NAME
Catmandu::Importer::Breaker - Package that imports the Breaker format
SYNOPSIS
# Using the default breaker
$ catmandu convert JSON to Breaker < data.json
# Using a OAI_DC breaker
$ catmandu convert OAI --url http://biblio.ugent.be/oai to Breaker --handler oai_dc
# Using a MARCXML breaker
$ catmandu convert MARC to Breaker --handler marc
# Using an XML breaker
$ catmandu convert XML --path book to Brealer --handler xml < t/book.xml > data.breaker
# Find the usage of fields in the XML file above
$ cat data.breaker | cut -f 2 | sort | uniq -c
# Convert the Breaker format by line into JSON
$ catmandu convert Breaker < data.breaker
# Convert the Breaker format by record into JSON
$ catmandu convert Breaker --record 1 < data.breaker
DESCRIPTION
Inspired by the article "Metadata Analysis at the Command-Line" by Mark Phillips in http://journal.code4lib.org/articles/7818 this exporter breaks a metadata records into the Breaker format which can be analyzed further with command line tools.
CONFIGURATION
- file
-
Read input from a local file given by its path. Alternatively a scalar reference can be passed to read from a string.
- fh
-
Read input from an IO::Handle.
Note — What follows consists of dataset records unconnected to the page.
// SPDX-License-Identifier: BUSL-1.1
// Copyright (c) 2026 Alfred Jean LLC

//! Job identifier generation

/// Unique identifier for one detached execution.
///
/// Issued when a script is launched detached; remains the lookup key for the
/// job's persisted output until that file is pruned or deleted.
///
/// The format is `job-{nanoid}` where the nanoid is 19 random characters,
/// making same-instant collisions negligible under concurrent launches.
/// Total length is 23 characters, which exactly fits `SmolStr` inline capacity.
#[derive(Debug, Clone, PartialEq, Eq, Hash, serde::Serialize, serde::Deserialize)]
#[serde(transparent)]
pub struct JobId(pub smol_str::SmolStr);

impl JobId {
    pub const PREFIX: &'static str = "job-";

    /// Generate a new random ID with the type prefix
    pub fn new() -> Self {
        Self(smol_str::SmolStr::new(&format!(
            "{}{}",
            Self::PREFIX,
            nanoid::nanoid!(19)
        )))
    }

    /// Create ID from existing string (for parsing/deserialization)
    pub fn from_string(id: impl Into<smol_str::SmolStr>) -> Self {
        Self(id.into())
    }

    pub fn as_str(&self) -> &str {
        &self.0
    }

    /// Get the ID suffix (without prefix)
    pub fn suffix(&self) -> &str {
        self.0.strip_prefix(Self::PREFIX).unwrap_or(&self.0)
    }

    /// Returns true if the ID is an empty string.
    pub fn is_empty(&self) -> bool {
        self.0.is_empty()
    }
}

impl Default for JobId {
    fn default() -> Self {
        Self::new()
    }
}

impl std::fmt::Display for JobId {
    fn fmt(&self, f: &mut std::fmt::Formatter<'_>) -> std::fmt::Result {
        write!(f, "{}", self.0)
    }
}

impl From<&str> for JobId {
    fn from(s: &str) -> Self {
        Self::from_string(s)
    }
}

impl From<String> for JobId {
    fn from(s: String) -> Self {
        Self::from_string(s)
    }
}

impl AsRef<str> for JobId {
    fn as_ref(&self) -> &str {
        &self.0
    }
}

impl PartialEq<str> for JobId {
    fn eq(&self, other: &str) -> bool {
        self.0 == other
    }
}

impl PartialEq<&str> for JobId {
    fn eq(&self, other: &&str) -> bool {
        self.0 == *other
    }
}

impl std::borrow::Borrow<str> for JobId {
    fn borrow(&self) -> &str {
        &self.0
    }
}

#[cfg(test)]
#[path = "id_tests.rs"]
mod tests;
// SPDX-License-Identifier: BUSL-1.1
// Copyright (c) 2026 Alfred Jean LLC

//! Immutable runner configuration
//!
//! A [`RunnerConfig`] is a value, not shared state: setters consume and return
//! the config, and every execution borrows it read-only. Reusing one config
//! across concurrent executions therefore cannot cause cross-call
//! interference.

use std::path::PathBuf;

use thiserror::Error;

/// Errors raised while building configuration
#[derive(Debug, Error, PartialEq, Eq)]
pub enum ConfigError {
    #[error("unsupported python version selector: {0} (expected 2 or 3)")]
    InvalidPythonVersion(u8),
}

/// Interpreter selection: executable name plus stream encoding.
///
/// The encoding is applied to the child via `PYTHONIOENCODING`, which must be
/// set before the interpreter starts.
#[derive(Debug, Clone, PartialEq, Eq)]
pub struct InterpreterConfig {
    /// Executable resolved from the host's command search path
    pub command: String,
    /// Text encoding for the child's stdin/stdout/stderr
    pub encoding: String,
}

impl InterpreterConfig {
    pub const DEFAULT_ENCODING: &'static str = "utf8";

    /// Resolve the interpreter command for a major Python version.
    ///
    /// Only 2 and 3 are meaningful selectors; anything else is rejected.
    pub fn for_version(version: u8) -> Result<Self, ConfigError> {
        let command = match version {
            2 => "python2",
            3 => "python3",
            other => return Err(ConfigError::InvalidPythonVersion(other)),
        };
        Ok(Self::with_command(command))
    }

    /// Use an explicit interpreter command (virtualenvs, test stubs)
    pub fn with_command(command: impl Into<String>) -> Self {
        Self {
            command: command.into(),
            encoding: Self::DEFAULT_ENCODING.to_string(),
        }
    }

    crate::setters! {
        into {
            /// Override the executable name
            command: String,
            /// Override the stream encoding passed via `PYTHONIOENCODING`
            encoding: String,
        }
    }
}

impl Default for InterpreterConfig {
    fn default() -> Self {
        Self::with_command("python3")
    }
}

/// Configuration shared by every execution.
///
/// Both directories are owned by the host: pyjob never creates them, only
/// reads/writes/deletes files inside them. `script_dir` needs read+execute
/// access, `output_dir` read+write+delete.
#[derive(Debug, Clone)]
pub struct RunnerConfig {
    /// Directory holding `{name}.{script_ext}` files; unset until configured
    pub script_dir: Option<PathBuf>,
    /// Directory for detached job output files; unset until configured
    pub output_dir: Option<PathBuf>,
    pub interpreter: InterpreterConfig,
    /// Script filename extension (without dot)
    pub script_ext: String,
    /// Output filename extension (without dot)
    pub out_ext: String,
}

impl RunnerConfig {
    pub const DEFAULT_SCRIPT_EXT: &'static str = "py";
    pub const DEFAULT_OUT_EXT: &'static str = "out";

    pub fn new() -> Self {
        Self {
            script_dir: None,
            output_dir: None,
            interpreter: InterpreterConfig::default(),
            script_ext: Self::DEFAULT_SCRIPT_EXT.to_string(),
            out_ext: Self::DEFAULT_OUT_EXT.to_string(),
        }
    }

    crate::setters! {
        into {
            /// Filename extension scripts are expected to carry
            script_ext: String,
            /// Filename extension for persisted job output
            out_ext: String,
        }
        set {
            interpreter: InterpreterConfig,
        }
        option {
            /// Directory scripts are resolved under
            script_dir: PathBuf,
            /// Directory detached output files are written to
            output_dir: PathBuf,
        }
    }
}

impl Default for RunnerConfig {
    fn default() -> Self {
        Self::new()
    }
}

#[cfg(test)]
#[path = "config_tests.rs"]
mod tests;
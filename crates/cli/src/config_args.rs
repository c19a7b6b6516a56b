// SPDX-License-Identifier: BUSL-1.1
// Copyright (c) 2026 Alfred Jean LLC

//! Global configuration flags shared by every subcommand.

use std::path::PathBuf;

use anyhow::Result;
use clap::Args;

use pyjob_core::{InterpreterConfig, RunnerConfig};

use crate::env;

#[derive(Args, Debug)]
pub struct ConfigArgs {
    /// Directory containing scripts (env: PYJOB_SCRIPT_DIR)
    #[arg(long, global = true)]
    pub script_dir: Option<PathBuf>,

    /// Directory for detached job output (env: PYJOB_OUTPUT_DIR)
    #[arg(long, global = true)]
    pub output_dir: Option<PathBuf>,

    /// Python major version to run, 2 or 3 (env: PYJOB_PYTHON)
    #[arg(long, global = true)]
    pub python: Option<u8>,

    /// Interpreter command override (env: PYJOB_INTERPRETER)
    #[arg(long, global = true, conflicts_with = "python")]
    pub interpreter: Option<String>,

    /// Stream encoding passed to the child via PYTHONIOENCODING
    #[arg(long, global = true)]
    pub encoding: Option<String>,

    /// Script filename extension (env: PYJOB_SCRIPT_EXT)
    #[arg(long, global = true)]
    pub script_ext: Option<String>,
}

impl ConfigArgs {
    /// Resolve flags and env fallbacks into an immutable runner config.
    ///
    /// Precedence per setting: explicit flag, then environment variable,
    /// then library default.
    pub fn to_config(&self) -> Result<RunnerConfig> {
        let mut config = RunnerConfig::new();

        if let Some(dir) = self.script_dir.clone().or_else(env::script_dir) {
            config = config.script_dir(dir);
        }
        if let Some(dir) = self.output_dir.clone().or_else(env::output_dir) {
            config = config.output_dir(dir);
        }
        if let Some(ext) = self.script_ext.clone().or_else(env::script_ext) {
            config = config.script_ext(ext);
        }

        let mut interpreter = if let Some(cmd) = &self.interpreter {
            InterpreterConfig::with_command(cmd.as_str())
        } else if let Some(version) = self.python {
            InterpreterConfig::for_version(version)?
        } else if let Some(cmd) = env::interpreter() {
            InterpreterConfig::with_command(cmd)
        } else if let Some(version) = env::python_version() {
            InterpreterConfig::for_version(version)?
        } else {
            InterpreterConfig::default()
        };
        if let Some(encoding) = &self.encoding {
            interpreter = interpreter.encoding(encoding.clone());
        }

        Ok(config.interpreter(interpreter))
    }
}

#[cfg(test)]
#[path = "config_args_tests.rs"]
mod tests;
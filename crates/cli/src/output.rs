// SPDX-License-Identifier: BUSL-1.1
// Copyright (c) 2026 Alfred Jean LLC

//! Output formatting shared across commands.

#[cfg(test)]
#[path = "output_tests.rs"]
mod tests;

#[derive(Clone, Copy, Debug, Default, PartialEq, Eq)]
pub enum OutputFormat {
    #[default]
    Text,
    Json,
}

impl OutputFormat {
    pub fn from_json_flag(json: bool) -> Self {
        if json {
            OutputFormat::Json
        } else {
            OutputFormat::Text
        }
    }
}

/// Print captured output lines exactly as produced.
pub fn print_lines(lines: &[String]) {
    for line in lines {
        println!("{line}");
    }
}

/// Print a serde value as one JSON line.
pub fn print_json(value: &serde_json::Value) {
    println!("{value}");
}
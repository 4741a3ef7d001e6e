/// GPX 1.1 rendering.

use quick_xml::escape::escape;

use crate::analysis::{MaskFilter, Population, StationStore};
use crate::export::operator_summary_comment;
use crate::model::GeoPoint;

pub const GPX_HEADER: &str = concat!(
    "<?xml version=\"1.0\" encoding=\"UTF-8\"?>",
    "<gpx xmlns=\"http://www.topografix.com/GPX/1/1\" ",
    "xmlns:xsi=\"http://www.w3.org/2001/XMLSchema-instance\" ",
    "xsi:schemaLocation=\"http://www.topografix.com/GPX/1/1 http://www.topografix.com/GPX/1/1/gpx.xsd\" ",
    "version=\"1.1\" ",
    "creator=\"nobil_service - datagrunnlaget er hentet fra http://nobil.no\">"
);

pub const GPX_FOOTER: &str = "</gpx>";

/// One `<wpt>` element for a station.
pub fn render_waypoint(position: GeoPoint, title: &str) -> String {
    format!(
        "<wpt lat=\"{:.6}\" lon=\"{:.6}\"><name>{}</name></wpt>",
        position.lat,
        position.lon,
        escape(title)
    )
}

/// Complete GPX document with every record passing `filter`, followed by a
/// per-operator count of the exported records.
pub fn render_gpx(store: &StationStore, filter: MaskFilter) -> String {
    let mut out = String::from(GPX_HEADER);
    for record in store.filter(filter) {
        out.push_str(record.gpx_fragment());
    }
    out.push_str(GPX_FOOTER);
    out.push_str(&operator_summary_comment(&Population::count(store.filter(filter))));
    out
}

#[cfg(test)]
mod tests {
    use super::*;

    #[test]
    fn test_waypoint_escapes_title() {
        let wpt = render_waypoint(GeoPoint { lat: 59.5, lon: 10.25 }, "Fish & Chips <24h>");
        assert_eq!(
            wpt,
            "<wpt lat=\"59.500000\" lon=\"10.250000\"><name>Fish &amp; Chips &lt;24h&gt;</name></wpt>"
        );
    }

    #[test]
    fn test_empty_store_renders_envelope_and_zero_counts() {
        let gpx = render_gpx(&StationStore::new(), MaskFilter::all());
        assert!(gpx.starts_with(GPX_HEADER));
        assert!(gpx.contains("</gpx><!-- "));
        assert!(!gpx.contains("<wpt"));
        assert!(gpx.contains("Clever:0"));
    }
}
If not specified, Catmandu::Util::io is used to create the input stream from the
file
argument or by using STDIN. - encoding
-
Binmode of the input stream
fh
. Set to:utf8
by default. - fix
-
An ARRAY of one or more fixes or file scripts to be applied to imported items.
- record
-
The to a true value to join all record values in an array see
BREAKER OUTPUT FORMAT
BREAKER INPUT FORMAT
<record-identifier><tab><metadata-field><tab><metadata-value>
BREAKER OUTPUT FORMAT
The breaker format is parsed into a Hash containing 4 fields:
_id: the idenifier of the record
field: the full name (plus namespace) of a field
tag: the name of a field
data: the content of the field
When the record
option is set to a true value than the field,namespace,tag and data will contain an array of all possible values in a record.